■ **WHAT YOU ARE ASKED TO DO**: Return every line below exactly, leaving nothing out.

Dataset entries
<<<<
use chrono::NaiveDateTime;
use diesel::prelude::*;

use crate::domain::product::{
    NewProduct as DomainNewProduct, Product as DomainProduct, ProductDetails,
};
use crate::domain::types::{
    ImageRef, ProductCategory, ProductDescription, ProductId, ProductName, ProductPrice,
    ProteinType, VenueId,
};
use crate::repository::errors::RepositoryError;

/// Diesel model representing the `products` table.
#[derive(Debug, Clone, Identifiable, Queryable, Selectable)]
#[diesel(table_name = crate::schema::products)]
pub struct Product {
    pub id: String,
    pub venue_id: String,
    pub name: String,
    pub description: Option<String>,
    pub price: f64,
    pub category: String,
    /// JSON array of image references, order preserved.
    pub images: String,
    pub protein_type: String,
    pub is_active: bool,
    pub created_at: NaiveDateTime,
    pub updated_at: NaiveDateTime,
}

/// Insertable form of [`Product`].
#[derive(Debug, Insertable)]
#[diesel(table_name = crate::schema::products)]
pub struct NewProduct {
    pub id: String,
    pub venue_id: String,
    pub name: String,
    pub description: Option<String>,
    pub price: f64,
    pub category: String,
    pub images: String,
    pub protein_type: String,
    pub is_active: bool,
    pub created_at: NaiveDateTime,
    pub updated_at: NaiveDateTime,
}

/// Full replacement of the mutable columns; `None` clears the description.
#[derive(Debug, AsChangeset)]
#[diesel(table_name = crate::schema::products, treat_none_as_null = true)]
pub struct ProductChanges {
    pub name: String,
    pub description: Option<String>,
    pub price: f64,
    pub category: String,
    pub images: String,
    pub protein_type: String,
    pub is_active: bool,
    pub updated_at: NaiveDateTime,
}

fn encode_images(images: &[ImageRef]) -> Result<String, RepositoryError> {
    Ok(serde_json::to_string(images)?)
}

impl TryFrom<Product> for DomainProduct {
    type Error = RepositoryError;

    fn try_from(product: Product) -> Result<Self, Self::Error> {
        let images: Vec<String> = serde_json::from_str(&product.images)?;
        Ok(Self {
            id: ProductId::new(product.id)?,
            venue_id: VenueId::new(product.venue_id)?,
            details: ProductDetails {
                name: ProductName::new(product.name)?,
                description: product
                    .description
                    .map(ProductDescription::new)
                    .transpose()?,
                price: ProductPrice::new(product.price)?,
                category: ProductCategory::try_from(product.category)?,
                images: images
                    .into_iter()
                    .map(ImageRef::new)
                    .collect::<Result<_, _>>()?,
                protein_type: ProteinType::new(product.protein_type)?,
                is_active: product.is_active,
            },
            created_at: product.created_at,
            updated_at: product.updated_at,
        })
    }
}

impl TryFrom<&DomainNewProduct> for NewProduct {
    type Error = RepositoryError;

    fn try_from(product: &DomainNewProduct) -> Result<Self, Self::Error> {
        let details = &product.details;
        Ok(Self {
            id: product.id.as_str().to_string(),
            venue_id: product.venue_id.as_str().to_string(),
            name: details.name.as_str().to_string(),
            description: details
                .description
                .as_ref()
                .map(|d| d.as_str().to_string()),
            price: details.price.get(),
            category: details.category.as_str().to_string(),
            images: encode_images(&details.images)?,
            protein_type: details.protein_type.as_str().to_string(),
            is_active: details.is_active,
            created_at: product.created_at,
            updated_at: product.updated_at,
        })
    }
}

impl ProductChanges {
    pub fn replace_with(
        details: &ProductDetails,
        updated_at: NaiveDateTime,
    ) -> Result<Self, RepositoryError> {
        Ok(Self {
            name: details.name.as_str().to_string(),
            description: details
                .description
                .as_ref()
                .map(|d| d.as_str().to_string()),
            price: details.price.get(),
            category: details.category.as_str().to_string(),
            images: encode_images(&details.images)?,
            protein_type: details.protein_type.as_str().to_string(),
            is_active: details.is_active,
            updated_at,
        })
    }
}
//! Persistence-agnostic entities and value objects.

pub mod access;
pub mod category;
pub mod product;
pub mod types;
pub mod upload;
pub mod venue;
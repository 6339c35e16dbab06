use thiserror::Error;

/// Generic error type used by service layer functions.
#[derive(Debug, Error, PartialEq, Eq)]
pub enum ServiceError {
    /// The caller is not a member of the group the operation requires.
    #[error("unauthorized")]
    Unauthorized,
    /// Requested resource was not found, or is not visible to the caller.
    #[error("not found")]
    NotFound,
    /// Caller input failed a declared constraint.
    #[error("{0}")]
    Validation(String),
    /// A conditional create found its precondition violated.
    #[error("already exists")]
    AlreadyExists,
    /// The document store or object store failed.
    #[error("upstream failure: {0}")]
    Upstream(String),
}

/// Convenient alias for results returned from service functions.
pub type ServiceResult<T> = Result<T, ServiceError>;
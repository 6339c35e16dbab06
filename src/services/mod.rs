//! Framework-free business logic. Routes stay thin wrappers around these.

pub mod access;
pub mod categories;
pub mod errors;
pub mod identity;
pub mod products;
pub mod upload;

pub use errors::{ServiceError, ServiceResult};
use serde::Deserialize;
use thiserror::Error;
use validator::{Validate, ValidationErrors};

use crate::domain::product::ProductDetails;
use crate::domain::types::{
    ImageRef, ProductCategory, ProductDescription, ProductName, ProductPrice, ProteinType,
    TypeConstraintError,
};

/// JSON body accepted by product create and update.
#[derive(Debug, Deserialize, Validate)]
#[serde(rename_all = "camelCase")]
pub struct ProductForm {
    #[validate(length(min = 1, message = "The name is required."))]
    pub name: String,
    #[serde(default)]
    pub description: Option<String>,
    #[validate(range(min = 0.0, message = "The price must be a number of at least 0."))]
    pub price: f64,
    #[validate(length(min = 1, message = "The category is required."))]
    pub category: String,
    #[serde(default)]
    pub images: Vec<String>,
    #[validate(length(min = 1, message = "The proteinType is required."))]
    pub protein_type: String,
    pub is_active: bool,
}

#[derive(Debug, Clone, PartialEq)]
pub struct ProductFormPayload {
    pub details: ProductDetails,
}

#[derive(Debug, Error)]
pub enum ProductFormError {
    #[error("Product form validation failed: {0}")]
    Validation(String),
    #[error("Product form contains invalid data: {0}")]
    TypeConstraint(String),
}

impl From<ValidationErrors> for ProductFormError {
    fn from(value: ValidationErrors) -> Self {
        Self::Validation(value.to_string())
    }
}

impl From<TypeConstraintError> for ProductFormError {
    fn from(value: TypeConstraintError) -> Self {
        Self::TypeConstraint(value.to_string())
    }
}

impl TryFrom<ProductForm> for ProductFormPayload {
    type Error = ProductFormError;

    fn try_from(value: ProductForm) -> Result<Self, Self::Error> {
        value.validate()?;

        let description = value
            .description
            .filter(|d| !d.trim().is_empty())
            .map(ProductDescription::new)
            .transpose()?;

        Ok(Self {
            details: ProductDetails {
                name: ProductName::new(value.name)?,
                description,
                price: ProductPrice::new(value.price)?,
                category: ProductCategory::try_from(value.category.trim())?,
                images: value
                    .images
                    .into_iter()
                    .map(ImageRef::new)
                    .collect::<Result<_, _>>()?,
                protein_type: ProteinType::new(value.protein_type)?,
                is_active: value.is_active,
            },
        })
    }
}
>>>>
■ **RESULT OF THE EXERCISE**:
use chrono::NaiveDateTime;
use diesel::prelude::*;

use crate::domain::product::{
    NewProduct as DomainNewProduct, Product as DomainProduct, ProductDetails,
};
use crate::domain::types::{
    ImageRef, ProductCategory, ProductDescription, ProductId, ProductName, ProductPrice,
    ProteinType, VenueId,
};
use crate::repository::errors::RepositoryError;

/// Diesel model representing the `products` table.
#[derive(Debug, Clone, Identifiable, Queryable, Selectable)]
#[diesel(table_name = crate::schema::products)]
pub struct Product {
    pub id: String,
    pub venue_id: String,
    pub name: String,
    pub description: Option<String>,
    pub price: f64,
    pub category: String,
    /// JSON array of image references, order preserved.
    pub images: String,
    pub protein_type: String,
    pub is_active: bool,
    pub created_at: NaiveDateTime,
    pub updated_at: NaiveDateTime,
}

/// Insertable form of [`Product`].
#[derive(Debug, Insertable)]
#[diesel(table_name = crate::schema::products)]
pub struct NewProduct {
    pub id: String,
    pub venue_id: String,
    pub name: String,
    pub description: Option<String>,
    pub price: f64,
    pub category: String,
    pub images: String,
    pub protein_type: String,
    pub is_active: bool,
    pub created_at: NaiveDateTime,
    pub updated_at: NaiveDateTime,
}

/// Full replacement of the mutable columns; `None` clears the description.
#[derive(Debug, AsChangeset)]
#[diesel(table_name = crate::schema::products, treat_none_as_null = true)]
pub struct ProductChanges {
    pub name: String,
    pub description: Option<String>,
    pub price: f64,
    pub category: String,
    pub images: String,
    pub protein_type: String,
    pub is_active: bool,
    pub updated_at: NaiveDateTime,
}

fn encode_images(images: &[ImageRef]) -> Result<String, RepositoryError> {
    Ok(serde_json::to_string(images)?)
}

impl TryFrom<Product> for DomainProduct {
    type Error = RepositoryError;

    fn try_from(product: Product) -> Result<Self, Self::Error> {
        let images: Vec<String> = serde_json::from_str(&product.images)?;
        Ok(Self {
            id: ProductId::new(product.id)?,
            venue_id: VenueId::new(product.venue_id)?,
            details: ProductDetails {
                name: ProductName::new(product.name)?,
                description: product
                    .description
                    .map(ProductDescription::new)
                    .transpose()?,
                price: ProductPrice::new(product.price)?,
                category: ProductCategory::try_from(product.category)?,
                images: images
                    .into_iter()
                    .map(ImageRef::new)
                    .collect::<Result<_, _>>()?,
                protein_type: ProteinType::new(product.protein_type)?,
                is_active: product.is_active,
            },
            created_at: product.created_at,
            updated_at: product.updated_at,
        })
    }
}

impl TryFrom<&DomainNewProduct> for NewProduct {
    type Error = RepositoryError;

    fn try_from(product: &DomainNewProduct) -> Result<Self, Self::Error> {
        let details = &product.details;
        Ok(Self {
            id: product.id.as_str().to_string(),
            venue_id: product.venue_id.as_str().to_string(),
            name: details.name.as_str().to_string(),
            description: details
                .description
                .as_ref()
                .map(|d| d.as_str().to_string()),
            price: details.price.get(),
            category: details.category.as_str().to_string(),
            images: encode_images(&details.images)?,
            protein_type: details.protein_type.as_str().to_string(),
            is_active: details.is_active,
            created_at: product.created_at,
            updated_at: product.updated_at,
        })
    }
}

impl ProductChanges {
    pub fn replace_with(
        details: &ProductDetails,
        updated_at: NaiveDateTime,
    ) -> Result<Self, RepositoryError> {
        Ok(Self {
            name: details.name.as_str().to_string(),
            description: details
                .description
                .as_ref()
                .map(|d| d.as_str().to_string()),
            price: details.price.get(),
            category: details.category.as_str().to_string(),
            images: encode_images(&details.images)?,
            protein_type: details.protein_type.as_str().to_string(),
            is_active: details.is_active,
            updated_at,
        })
    }
}
//! Persistence-agnostic entities and value objects.

pub mod access;
pub mod category;
pub mod product;
pub mod types;
pub mod upload;
pub mod venue;
repository 6339c35e16dbab06
use thiserror::Error;

/// Generic error type used by service layer functions.
#[derive(Debug, Error, PartialEq, Eq)]
pub enum ServiceError {
    /// The caller is not a member of the group the operation requires.
    #[error("unauthorized")]
    Unauthorized,
    /// Requested resource was not found, or is not visible to the caller.
    #[error("not found")]
    NotFound,
    /// Caller input failed a declared constraint.
    #[error("{0}")]
    Validation(String),
    /// A conditional create found its precondition violated.
    #[error("already exists")]
    AlreadyExists,
    /// The document store or object store failed.
    #[error("upstream failure: {0}")]
    Upstream(String),
}

/// Convenient alias for results returned from service functions.
pub type ServiceResult<T> = Result<T, ServiceError>;
repository 6339c35e16dbab06
filename src/services/mod.rs
//! Framework-free business logic. Routes stay thin wrappers around these.

pub mod access;
pub mod categories;
pub mod errors;
pub mod identity;
pub mod products;
pub mod upload;

pub use errors::{ServiceError, ServiceResult};
use serde::Deserialize;
use thiserror::Error;
use validator::{Validate, ValidationErrors};

use crate::domain::product::ProductDetails;
use crate::domain::types::{
    ImageRef, ProductCategory, ProductDescription, ProductName, ProductPrice, ProteinType,
    TypeConstraintError,
};

/// JSON body accepted by product create and update.
#[derive(Debug, Deserialize, Validate)]
#[serde(rename_all = "camelCase")]
pub struct ProductForm {
    #[validate(length(min = 1, message = "The name is required."))]
    pub name: String,
    #[serde(default)]
    pub description: Option<String>,
    #[validate(range(min = 0.0, message = "The price must be a number of at least 0."))]
    pub price: f64,
    #[validate(length(min = 1, message = "The category is required."))]
    pub category: String,
    #[serde(default)]
    pub images: Vec<String>,
    #[validate(length(min = 1, message = "The proteinType is required."))]
    pub protein_type: String,
    pub is_active: bool,
}

#[derive(Debug, Clone, PartialEq)]
pub struct ProductFormPayload {
    pub details: ProductDetails,
}

#[derive(Debug, Error)]
pub enum ProductFormError {
    #[error("Product form validation failed: {0}")]
    Validation(String),
    #[error("Product form contains invalid data: {0}")]
    TypeConstraint(String),
}

impl From<ValidationErrors> for ProductFormError {
    fn from(value: ValidationErrors) -> Self {
        Self::Validation(value.to_string())
    }
}

impl From<TypeConstraintError> for ProductFormError {
    fn from(value: TypeConstraintError) -> Self {
        Self::TypeConstraint(value.to_string())
    }
}

impl TryFrom<ProductForm> for ProductFormPayload {
    type Error = ProductFormError;

    fn try_from(value: ProductForm) -> Result<Self, Self::Error> {
        value.validate()?;

        let description = value
            .description
            .filter(|d| !d.trim().is_empty())
            .map(ProductDescription::new)
            .transpose()?;

        Ok(Self {
            details: ProductDetails {
                name: ProductName::new(value.name)?,
                description,
                price: ProductPrice::new(value.price)?,
                category: ProductCategory::try_from(value.category.trim())?,
                images: value
                    .images
                    .into_iter()
                    .map(ImageRef::new)
                    .collect::<Result<_, _>>()?,
                protein_type: ProteinType::new(value.protein_type)?,
                is_active: value.is_active,
            },
        })
    }
}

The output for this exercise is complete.